24 noviembre, 2012

DOMINGO DE CRISTO REY. Juan 18, 33b-37

Patio de Reyes. Alhambra

LA CORONA

Después de haber leído a Borges, siempre pensé que la soledad y la desmemoria que le vino más tarde a Pilato fue la sangre de sus palabras heridas.:

-¿Eres tú el rey de los judíos?

Jesús se le debió quedar mirando con el agua en los ojos de quien viene de atravesar el mar para responderle:

-Tú lo dices, soy Rey, pero con tus formas de entender nunca sabrás distinguir qué piedras brillan en mi corona...

Y Pilato se lavó las manos con el llanto largo de la indiferencia.



El pueblo de Israel tuvo siempre ansias de reyes y coronas. En ocasiones, aparecieron cabezas dignas de semejante grandeza, como las de David y Salomón, por ejemplo.  Más tarde, Séneca se quejaba de que no hubiera talentos que pudieran ser distinguidos con el sello de la realeza.
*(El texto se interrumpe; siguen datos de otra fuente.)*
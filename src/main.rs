//! slotflow command line
//!
//! Loads graph documents, validates them and executes them through the
//! scheduler, printing the report and output tables.

use anyhow::{bail, Context, Result};
use clap::{Parser, Subcommand};
use slotflow::{
    cache::ResultCache,
    config::EngineConfig,
    graph::{Graph, NodeId},
    logging,
    node::{NodeCatalog, ParameterHolder},
    persistence::GraphDocument,
    run::{RunEvent, RunOutcome, RunSettings, Scheduler},
    validation::Validator,
};
use std::path::{Path, PathBuf};
use std::sync::Arc;

/// Slot-based pipeline graph engine
#[derive(Parser)]
#[command(name = "slotflow")]
#[command(author, version, about, long_about = None)]
struct Cli {
    /// Config file (defaults to the platform config directory)
    #[arg(short, long, global = true)]
    config: Option<PathBuf>,

    #[command(subcommand)]
    command: Commands,
}

#[derive(Subcommand)]
enum Commands {
    /// Validate a graph document without running it
    Validate {
        /// Path to the graph JSON file
        file: PathBuf,
    },

    /// Run a graph document
    Run {
        /// Path to the graph JSON file
        file: PathBuf,

        /// Only run these nodes and their upstream (repeatable)
        #[arg(short, long = "target")]
        targets: Vec<String>,

        /// Ignore and do not store cached results
        #[arg(long)]
        no_cache: bool,

        /// Worker threads for parallel steps
        #[arg(long)]
        threads: Option<usize>,

        /// Write the graph with its cached results here after the run
        #[arg(short, long)]
        save: Option<PathBuf>,
    },

    /// List the available node types
    Nodes,
}

fn main() -> Result<()> {
    let cli = Cli::parse();

    let mut config = match &cli.config {
        Some(path) => EngineConfig::load(path)?,
        None => EngineConfig::load_or_default(),
    };
    config.apply_env_overrides();
    let _guard = logging::init(&config.logging);

    let catalog = NodeCatalog::with_builtin_nodes();
    match cli.command {
        Commands::Validate { file } => validate(&catalog, &file),
        Commands::Run {
            file,
            targets,
            no_cache,
            threads,
            save,
        } => run(config, &catalog, &file, &targets, no_cache, threads, save.as_deref()),
        Commands::Nodes => list_nodes(&catalog),
    }
}

fn list_nodes(catalog: &NodeCatalog) -> Result<()> {
    for info in catalog.types() {
        println!("{:<24} {:<20} {}", info.type_id, info.display_name, info.description);
        let node = catalog.create(&info.type_id)?;
        for descriptor in node.list_parameters().values() {
            println!(
                "    {:<12} {:<8} default {}",
                descriptor.key,
                descriptor.kind.to_string(),
                descriptor.default
            );
        }
    }
    Ok(())
}

fn load_graph(catalog: &NodeCatalog, file: &Path) -> Result<(GraphDocument, Graph)> {
    let document = GraphDocument::load(file)?;
    let registry = Arc::new(slotflow::DataTypeRegistry::with_builtin_types());
    let graph = document
        .to_graph(catalog, registry)
        .with_context(|| format!("Failed to build graph from {}", file.display()))?;
    Ok((document, graph))
}

fn validate(catalog: &NodeCatalog, file: &Path) -> Result<()> {
    let (_, graph) = load_graph(catalog, file)?;
    let report = Validator::validate_graph(&graph);
    for entry in report.entries() {
        println!("{}", entry);
    }
    if !report.is_valid() {
        bail!("{} validation error(s)", report.error_count());
    }
    println!(
        "{}: {} nodes, {} edges, {} warning(s)",
        file.display(),
        graph.node_count(),
        graph.edge_count(),
        report.warning_count()
    );
    Ok(())
}

fn run(
    config: EngineConfig,
    catalog: &NodeCatalog,
    file: &Path,
    targets: &[String],
    no_cache: bool,
    threads: Option<usize>,
    save: Option<&Path>,
) -> Result<()> {
    let (document, graph) = load_graph(catalog, file)?;

    let cache = Arc::new(ResultCache::new());
    let restored = document.restore_cache(&cache, graph.registry())?;
    if restored > 0 {
        tracing::info!("Restored {} cached result(s) from {}", restored, file.display());
    }

    let targets = targets
        .iter()
        .map(|text| NodeId::parse(text).with_context(|| format!("Invalid node id '{}'", text)))
        .collect::<Result<Vec<_>>>()?;

    let mut settings = if targets.is_empty() {
        RunSettings::default()
    } else {
        RunSettings::targets(targets)
    };
    settings = settings.with_label(file.display().to_string());
    if no_cache {
        settings = settings.without_cache();
    }
    if let Some(threads) = threads {
        settings = settings.with_worker_threads(threads);
    }

    let scheduler = Scheduler::with_cache(config, cache);
    let listener = scheduler.subscribe(|event: &RunEvent| match event {
        RunEvent::Enqueued { run, label } => tracing::info!("Run {} queued ({})", run, label),
        RunEvent::Started { run } => tracing::info!("Run {} started", run),
        RunEvent::Finished { run, .. } => tracing::info!("Run {} finished", run),
        RunEvent::Interrupted { run, cause, .. } => {
            tracing::warn!("Run {} interrupted: {}", run, cause.as_deref().unwrap_or("cancelled"))
        }
    });

    let handle = scheduler.enqueue(&graph, settings)?;
    let outcome = handle.wait();
    scheduler.unsubscribe(listener);

    print_outcome(&graph, &outcome);

    if let Some(path) = save {
        GraphDocument::from_graph(&graph, Some(scheduler.cache())).save(path)?;
        println!("Saved graph to {}", path.display());
    }

    if !outcome.is_success() {
        bail!("Run {} {}", outcome.run, outcome.state);
    }
    Ok(())
}

fn print_outcome(graph: &Graph, outcome: &RunOutcome) {
    for entry in outcome.report.entries() {
        println!("{}", entry);
    }

    for report in &outcome.nodes {
        println!(
            "{:<20} {:<14} {} step(s), {} skipped row(s)",
            report.name,
            report.status.to_string(),
            report.steps,
            report.skipped_rows
        );
        let Some(slots) = outcome.outputs.get(&report.node) else {
            continue;
        };
        for (slot, table) in slots {
            println!("  {} ({} rows)", slot, table.len());
            for row in table.rows() {
                let annotations: Vec<String> = row
                    .annotations
                    .iter()
                    .map(|(key, value)| format!("{}={}", key, value))
                    .collect();
                println!("    {} [{}]", row.item.display(), annotations.join(", "));
            }
        }
    }

    if let Some(failure) = &outcome.failure {
        let name = graph
            .node(failure.node)
            .map(|entry| entry.name().to_string())
            .unwrap_or_else(|| failure.node_name.clone());
        println!("Failed at '{}': {}", name, failure.message);
    }
    if let Some(duration) = outcome.stats.duration() {
        println!(
            "{} in {} ms ({} step(s), {} cache hit(s))",
            outcome.state,
            duration.num_milliseconds(),
            outcome.stats.steps_executed,
            outcome.stats.cache_hits
        );
    }
}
Y los griegos, sólo coronaban de laurel a los que llegaban primero y, con diaria frecuencia, a los poetas.

En la corona de Jesús se distinguen dos piedras preciosas salidas de sus labios: la Verdad y el Amor, con todo el brillo consecuente que cada una lleva, con la cruz que desde cada una se alcanza.
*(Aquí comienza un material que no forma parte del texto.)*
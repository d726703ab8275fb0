//! Edges between node slots.

use crate::graph::id::NodeId;
use serde::{Deserialize, Serialize};
use std::fmt;

/// A slot addressed by owning node and slot name.
#[derive(Debug, Clone, PartialEq, Eq, Hash, PartialOrd, Ord, Serialize, Deserialize)]
pub struct SlotRef {
    pub node: NodeId,
    pub slot: String,
}

impl SlotRef {
    pub fn new(node: NodeId, slot: impl Into<String>) -> Self {
        Self {
            node,
            slot: slot.into(),
        }
    }
}

impl fmt::Display for SlotRef {
    fn fmt(&self, f: &mut fmt::Formatter<'_>) -> fmt::Result {
        write!(f, "{}:{}", self.node.short(), self.slot)
    }
}

/// Output slot -> input slot.
#[derive(Debug, Clone, PartialEq, Eq, Hash, Serialize, Deserialize)]
pub struct Edge {
    pub source: SlotRef,
    pub target: SlotRef,
}

impl Edge {
    pub fn new(source: SlotRef, target: SlotRef) -> Self {
        Self { source, target }
    }

    pub fn touches(&self, node: NodeId) -> bool {
        self.source.node == node || self.target.node == node
    }
}

impl fmt::Display for Edge {
    fn fmt(&self, f: &mut fmt::Formatter<'_>) -> fmt::Result {
        write!(f, "{} -> {}", self.source, self.target)
    }
}
//! Property tests for graph structure: acyclicity and topological order

use proptest::prelude::*;
use slotflow::error::EngineError;
use slotflow::graph::{Graph, NodeId};
use slotflow::node::nodes::AnnotateNode;

fn chain_of(count: usize) -> (Graph, Vec<NodeId>) {
    let mut graph = Graph::default();
    let nodes = (0..count)
        .map(|i| graph.add_node(Box::new(AnnotateNode::new("k", i.to_string()))))
        .collect();
    (graph, nodes)
}

proptest! {
    /// Whatever edges are attempted, accepted ones never close a cycle and the
    /// order always puts sources before targets.
    #[test]
    fn accepted_edges_respect_topological_order(
        count in 2usize..8,
        attempts in prop::collection::vec((0usize..8, 0usize..8), 0..24),
    ) {
        let (mut graph, nodes) = chain_of(count);
        for (from, to) in attempts {
            let (from, to) = (nodes[from % count], nodes[to % count]);
            match graph.connect_slots(from, "output", to, "input") {
                Ok(_) => {}
                Err(EngineError::CycleDetected { .. }) => {
                    prop_assert!(graph.is_reachable(to, from));
                }
                Err(EngineError::DuplicateEdge(_)) => {}
                Err(other) => prop_assert!(false, "unexpected error: {}", other),
            }
        }

        let order = graph.topological_order().unwrap();
        prop_assert_eq!(order.len(), count);
        let position = |id: NodeId| order.iter().position(|n| *n == id).unwrap();
        for edge in graph.edges() {
            prop_assert!(position(edge.source.node) < position(edge.target.node));
        }
    }

    /// Closing a chain back onto itself is always refused.
    #[test]
    fn closing_a_chain_is_rejected(count in 1usize..8) {
        let (mut graph, nodes) = chain_of(count);
        for pair in nodes.windows(2) {
            graph.connect_slots(pair[0], "output", pair[1], "input").unwrap();
        }
        let before = graph.edge_count();
        let result = graph.connect_slots(nodes[count - 1], "output", nodes[0], "input");
        let is_cycle = matches!(result, Err(EngineError::CycleDetected { .. }));
        prop_assert!(is_cycle);
        prop_assert_eq!(graph.edge_count(), before);
    }
}
//! Node graph: identities, edges and the editable graph model.
//!
//! ```text
//! [constant-source] ──output──► input [annotate] ──output──► left  [join-text]
//! [constant-source] ──output───────────────────────────────► right
//! ```
//!
//! The graph is always acyclic: [`Graph::connect`] refuses edges that would
//! close a cycle, and bulk loads are re-checked by [`Graph::topological_order`].

pub mod edge;
pub mod id;
pub mod model;

pub use edge::{Edge, SlotRef};
pub use id::NodeId;
pub use model::{ExtractedGraph, Graph, NodeEntry};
Su Santidad Benedicto XVI, en tertulia de cónclave, ha referido que toda la historia es una lucha entre dos amores: amor a uno mismo hasta el desprecio de Dios, y amor de Dios hasta el desprecio de uno mismo... Jesús, el Señor, lo tuvo claro: se anonadó a sí mismo para salvar al hombre desde la obediencia al Padre.
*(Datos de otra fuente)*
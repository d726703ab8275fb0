//! Hierarchical progress reporting and cooperative cancellation.
//!
//! A run owns one [`ProgressLog`] and one [`CancellationToken`]. Nodes receive a
//! [`ProgressInfo`] scoped to `run > node > step`, which they can narrow further
//! with [`ProgressInfo::resolve`] for their own sub-steps.

use chrono::{DateTime, Utc};
use parking_lot::Mutex;
use std::sync::atomic::{AtomicBool, Ordering};
use std::sync::Arc;

/// Shared cancellation flag, polled between steps and at node boundaries.
#[derive(Debug, Clone, Default)]
pub struct CancellationToken {
    cancelled: Arc<AtomicBool>,
}

impl CancellationToken {
    pub fn new() -> Self {
        Self::default()
    }

    pub fn cancel(&self) {
        self.cancelled.store(true, Ordering::SeqCst);
    }

    #[inline]
    pub fn is_cancelled(&self) -> bool {
        self.cancelled.load(Ordering::SeqCst)
    }
}

#[derive(Debug, Clone, PartialEq, Eq)]
pub struct ProgressEvent {
    pub at: DateTime<Utc>,
    /// Scope path, outermost first.
    pub path: Vec<String>,
    pub message: String,
}

impl ProgressEvent {
    pub fn scope(&self) -> String {
        self.path.join(" | ")
    }
}

/// Write-only receiver of progress events.
pub trait ProgressSink: Send + Sync {
    fn record(&self, event: ProgressEvent);
}

/// Default sink: keeps every event for the run handle and mirrors it to `tracing`.
#[derive(Default)]
pub struct ProgressLog {
    events: Mutex<Vec<ProgressEvent>>,
    forward: Option<Arc<dyn ProgressSink>>,
}

impl ProgressLog {
    pub fn new() -> Self {
        Self::default()
    }

    /// Also forward every event to `sink`.
    pub fn forwarding_to(sink: Arc<dyn ProgressSink>) -> Self {
        Self {
            events: Mutex::new(Vec::new()),
            forward: Some(sink),
        }
    }

    pub fn events(&self) -> Vec<ProgressEvent> {
        self.events.lock().clone()
    }

    pub fn len(&self) -> usize {
        self.events.lock().len()
    }

    pub fn is_empty(&self) -> bool {
        self.events.lock().is_empty()
    }
}

impl ProgressSink for ProgressLog {
    fn record(&self, event: ProgressEvent) {
        tracing::debug!(scope = %event.scope(), "{}", event.message);
        if let Some(forward) = &self.forward {
            forward.record(event.clone());
        }
        self.events.lock().push(event);
    }
}

/// A progress scope handed to nodes.
#[derive(Clone)]
pub struct ProgressInfo {
    sink: Arc<dyn ProgressSink>,
    cancel: CancellationToken,
    path: Vec<String>,
}

impl ProgressInfo {
    pub fn new(sink: Arc<dyn ProgressSink>, cancel: CancellationToken) -> Self {
        Self {
            sink,
            cancel,
            path: Vec::new(),
        }
    }

    /// Child scope.
    pub fn resolve(&self, name: impl Into<String>) -> ProgressInfo {
        let mut path = self.path.clone();
        path.push(name.into());
        Self {
            sink: self.sink.clone(),
            cancel: self.cancel.clone(),
            path,
        }
    }

    pub fn log(&self, message: impl Into<String>) {
        self.sink.record(ProgressEvent {
            at: Utc::now(),
            path: self.path.clone(),
            message: message.into(),
        });
    }

    #[inline]
    pub fn is_cancelled(&self) -> bool {
        self.cancel.is_cancelled()
    }

    pub fn path(&self) -> &[String] {
        &self.path
    }
}

impl std::fmt::Debug for ProgressInfo {
    fn fmt(&self, f: &mut std::fmt::Formatter<'_>) -> std::fmt::Result {
        f.debug_struct("ProgressInfo")
            .field("path", &self.path)
            .field("cancelled", &self.is_cancelled())
            .finish()
    }
}

#[cfg(test)]
mod tests {
    use super::*;

    #[test]
    fn test_scopes_nest() {
        let log = Arc::new(ProgressLog::new());
        let root = ProgressInfo::new(log.clone(), CancellationToken::new());
        let step = root.resolve("node").resolve("Step 1/2");
        step.log("started");
        let events = log.events();
        assert_eq!(events.len(), 1);
        assert_eq!(events[0].scope(), "node | Step 1/2");
        assert_eq!(events[0].message, "started");
    }

    #[test]
    fn test_cancellation_is_shared() {
        let token = CancellationToken::new();
        let info = ProgressInfo::new(Arc::new(ProgressLog::new()), token.clone());
        let child = info.resolve("child");
        assert!(!child.is_cancelled());
        token.cancel();
        assert!(child.is_cancelled());
    }

    #[test]
    fn test_forwarding() {
        let inner = Arc::new(ProgressLog::new());
        let outer = Arc::new(ProgressLog::forwarding_to(inner.clone()));
        ProgressInfo::new(outer.clone(), CancellationToken::new()).log("hello");
        assert_eq!(inner.len(), 1);
        assert_eq!(outer.len(), 1);
    }
}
Y la Verdad de la otra piedra que, según santa Teresa, es una especie de sol que permite descubrir la pelusilla de los cristales en el alma. Porque las mentiras encadenan por un tiempo la luz, pero un día la luz se suelta y aparece la desnudez de lo encubierto, la tristeza de lo irreparable. Jesús, el Señor, se mostró siempre tal cual era, le mataron por eso. Pero también, por eso mismo, vive para siempre sin que ya nadie más pueda otra vez atravesar su costado.